• Task item
Filter out all lines without the word "lifecycle" from the data below, please, and copy the rest.

──────── Records to use ────────

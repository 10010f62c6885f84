use thiserror::Error;

/// Common error type for twinbridge components.
#[derive(Debug, Error)]
pub enum Error {
    #[error("Configuration error: {0}")]
    Config(String),

    #[error("Zenoh error: {0}")]
    Zenoh(#[from] zenoh::Error),

    #[error("JSON serialization error: {0}")]
    Json(#[from] serde_json::Error),
}

/// Result type alias using twinbridge's Error.
pub type Result<T> = std::result::Result<T, Error>;
//! Bridge runner for lifecycle management.

use std::future::Future;

use tokio::signal;
use tokio::task::JoinHandle;

use twinbridge_common::init_tracing;

use crate::BridgeArgs;
use crate::config::BridgeConfig;
use crate::error::{BridgeError, Result};

/// Bridge runner that manages the lifecycle of a telemetry bridge.
///
/// Handles:
/// - Logging initialization
/// - Task spawning and management
/// - Graceful shutdown on Ctrl+C
///
/// Connections are owned by the bridge itself; the runner only tracks the
/// tasks that drive them.
///
/// # Example
///
/// ```ignore
/// use twinbridge_framework::{BridgeArgs, BridgeConfig, BridgeRunner};
///
/// #[tokio::main]
/// async fn main() -> anyhow::Result<()> {
///     let args = <BridgeArgs as clap::Parser>::parse();
///     let config = MyBridgeConfig::load(&args.config)?;
///
///     let mut runner = BridgeRunner::new_with_args("mybridge", config, Some(&args))?;
///     runner.spawn(async move {
///         // Worker logic here
///     });
///
///     runner.run().await
/// }
/// ```
pub struct BridgeRunner<C: BridgeConfig> {
    /// Bridge name for logging.
    name: String,
    /// Bridge version.
    version: String,
    /// The loaded configuration.
    config: C,
    /// Spawned tasks.
    tasks: Vec<JoinHandle<()>>,
}

impl<C: BridgeConfig> BridgeRunner<C> {
    /// Create a new bridge runner, initializing logging from the config.
    pub fn new(name: impl Into<String>, config: C) -> Result<Self> {
        Self::new_with_args(name, config, None)
    }

    /// Create a new bridge runner with CLI args for log level override.
    pub fn new_with_args(
        name: impl Into<String>,
        config: C,
        args: Option<&BridgeArgs>,
    ) -> Result<Self> {
        let log_config = match args.and_then(|a| a.log_level.as_ref()) {
            Some(level) => config.logging().with_level(level.clone()),
            None => config.logging().clone(),
        };

        init_tracing(&log_config).map_err(|e| BridgeError::config(e.to_string()))?;

        let runner = Self::assemble(name, config);
        tracing::info!(bridge = %runner.name, version = %runner.version, "Starting bridge");
        Ok(runner)
    }

    /// Build a runner without touching the global tracing subscriber.
    pub(crate) fn assemble(name: impl Into<String>, config: C) -> Self {
        Self {
            name: name.into(),
            version: env!("CARGO_PKG_VERSION").to_string(),
            config,
            tasks: Vec::new(),
        }
    }

    /// Override the version reported in logs (usually the bridge crate's own).
    pub fn with_version(mut self, version: impl Into<String>) -> Self {
        self.version = version.into();
        self
    }

    /// Get the bridge name.
    pub fn name(&self) -> &str {
        &self.name
    }

    /// Get the bridge version.
    pub fn version(&self) -> &str {
        &self.version
    }

    /// Get a reference to the configuration.
    pub fn config(&self) -> &C {
        &self.config
    }

    /// Number of tracked tasks.
    pub fn task_count(&self) -> usize {
        self.tasks.len()
    }

    /// Spawn a worker task.
    ///
    /// The task will be tracked and aborted on shutdown.
    pub fn spawn<F>(&mut self, future: F)
    where
        F: Future<Output = ()> + Send + 'static,
    {
        let handle = tokio::spawn(future);
        self.tasks.push(handle);
    }

    /// Spawn a worker task that returns a Result.
    ///
    /// Errors are logged automatically.
    pub fn spawn_with_error<F, E>(&mut self, name: impl Into<String>, future: F)
    where
        F: Future<Output = std::result::Result<(), E>> + Send + 'static,
        E: std::fmt::Display + Send + 'static,
    {
        let name = name.into();
        let handle = tokio::spawn(async move {
            if let Err(e) = future.await {
                tracing::error!(worker = %name, error = %e, "Worker failed");
            }
        });
        self.tasks.push(handle);
    }

    /// Run the bridge until Ctrl+C is received.
    pub async fn run(self) -> Result<()> {
        self.run_until(async {
            if let Err(e) = signal::ctrl_c().await {
                tracing::error!(error = %e, "Failed to listen for Ctrl+C");
            }
        })
        .await
    }

    /// Run the bridge until `shutdown` completes.
    ///
    /// All spawned tasks are aborted once the shutdown future resolves.
    pub async fn run_until<F>(self, shutdown: F) -> Result<()>
    where
        F: Future<Output = ()>,
    {
        tracing::info!(
            bridge = %self.name,
            tasks = self.tasks.len(),
            "Bridge running. Press Ctrl+C to stop."
        );

        shutdown.await;

        tracing::info!(bridge = %self.name, "Received shutdown signal");

        for task in &self.tasks {
            task.abort();
        }

        for task in self.tasks {
            // Aborted tasks report a cancellation error; anything else is a panic.
            if let Err(e) = task.await {
                if e.is_panic() {
                    tracing::warn!(bridge = %self.name, error = %e, "Worker panicked");
                }
            }
        }

        tracing::info!(bridge = %self.name, "Goodbye!");

        Ok(())
    }
}
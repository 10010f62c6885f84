//! Configuration traits and utilities.

use std::path::Path;

use serde::de::DeserializeOwned;

use crate::LoggingConfig;
use crate::error::{BridgeError, Result};

/// Trait for bridge configuration types.
///
/// Implement this trait for your bridge's configuration struct to get
/// loading, validation, and access to the logging section.
///
/// # Example
///
/// ```ignore
/// use serde::Deserialize;
/// use twinbridge_framework::{BridgeConfig, BridgeError, LoggingConfig};
///
/// #[derive(Debug, Deserialize)]
/// pub struct MyBridgeConfig {
///     pub logging: LoggingConfig,
///     pub topic: String,
/// }
///
/// impl BridgeConfig for MyBridgeConfig {
///     fn logging(&self) -> &LoggingConfig {
///         &self.logging
///     }
///
///     fn validate(&self) -> twinbridge_framework::Result<()> {
///         if self.topic.is_empty() {
///             return Err(BridgeError::validation("topic must not be empty"));
///         }
///         Ok(())
///     }
/// }
/// ```
pub trait BridgeConfig: Sized + DeserializeOwned {
    /// Get the logging configuration.
    fn logging(&self) -> &LoggingConfig;

    /// Validate the configuration.
    ///
    /// Called automatically after loading. Override to add custom validation.
    fn validate(&self) -> Result<()> {
        Ok(())
    }

    /// Parse configuration from JSON5 text and validate it.
    fn parse(content: &str) -> Result<Self> {
        Self::parse_with(content, |_| {})
    }

    /// Parse configuration, let `customize` adjust it, then validate.
    ///
    /// Used to layer CLI or environment overrides (e.g. secrets) on top of
    /// the file before validation runs.
    fn parse_with<F>(content: &str, customize: F) -> Result<Self>
    where
        F: FnOnce(&mut Self),
    {
        let mut config: Self = json5::from_str(content)?;
        customize(&mut config);
        config.validate()?;
        Ok(config)
    }

    /// Load configuration from a file path.
    ///
    /// Supports JSON5 format. Calls [`validate`](Self::validate) after loading.
    fn load(path: impl AsRef<Path>) -> Result<Self> {
        Self::load_with(path, |_| {})
    }

    /// Load configuration from a file path, applying `customize` before validation.
    fn load_with<F>(path: impl AsRef<Path>, customize: F) -> Result<Self>
    where
        F: FnOnce(&mut Self),
    {
        let path = path.as_ref();

        if !path.exists() {
            return Err(BridgeError::ConfigNotFound {
                path: path.display().to_string(),
            });
        }

        let content = std::fs::read_to_string(path)?;
        Self::parse_with(&content, customize)
    }
}

#[cfg(test)]
mod tests {
    use super::*;
    use serde::Deserialize;

    #[derive(Debug, Deserialize)]
    struct TestConfig {
        #[serde(default)]
        logging: LoggingConfig,
        topic: String,
    }

    impl BridgeConfig for TestConfig {
        fn logging(&self) -> &LoggingConfig {
            &self.logging
        }

        fn validate(&self) -> Result<()> {
            if self.topic.is_empty() {
                return Err(BridgeError::validation("topic must not be empty"));
            }
            Ok(())
        }
    }

    #[test]
    fn test_config_not_found() {
        let result = TestConfig::load("/nonexistent/path.json5");
        assert!(matches!(result, Err(BridgeError::ConfigNotFound { .. })));
    }

    #[test]
    fn test_parse_runs_validation() {
        let result = TestConfig::parse(r#"{ topic: "" }"#);
        assert!(matches!(result, Err(BridgeError::ConfigValidation(_))));

        let config = TestConfig::parse(r#"{ topic: "plant/telemetry" }"#).unwrap();
        assert_eq!(config.logging().level, "info");
    }

    #[test]
    fn test_parse_with_override_before_validation() {
        let config = TestConfig::parse_with(r#"{ topic: "" }"#, |c| {
            c.topic = "from/env".to_string();
        })
        .unwrap();
        assert_eq!(config.topic, "from/env");
    }

    #[test]
    fn test_parse_error() {
        let result = TestConfig::parse("{ topic: ");
        assert!(matches!(result, Err(BridgeError::ConfigParse(_))));
    }
}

────────

• Finished task
//! Bridge runner for lifecycle management.
/// Bridge runner that manages the lifecycle of a telemetry bridge.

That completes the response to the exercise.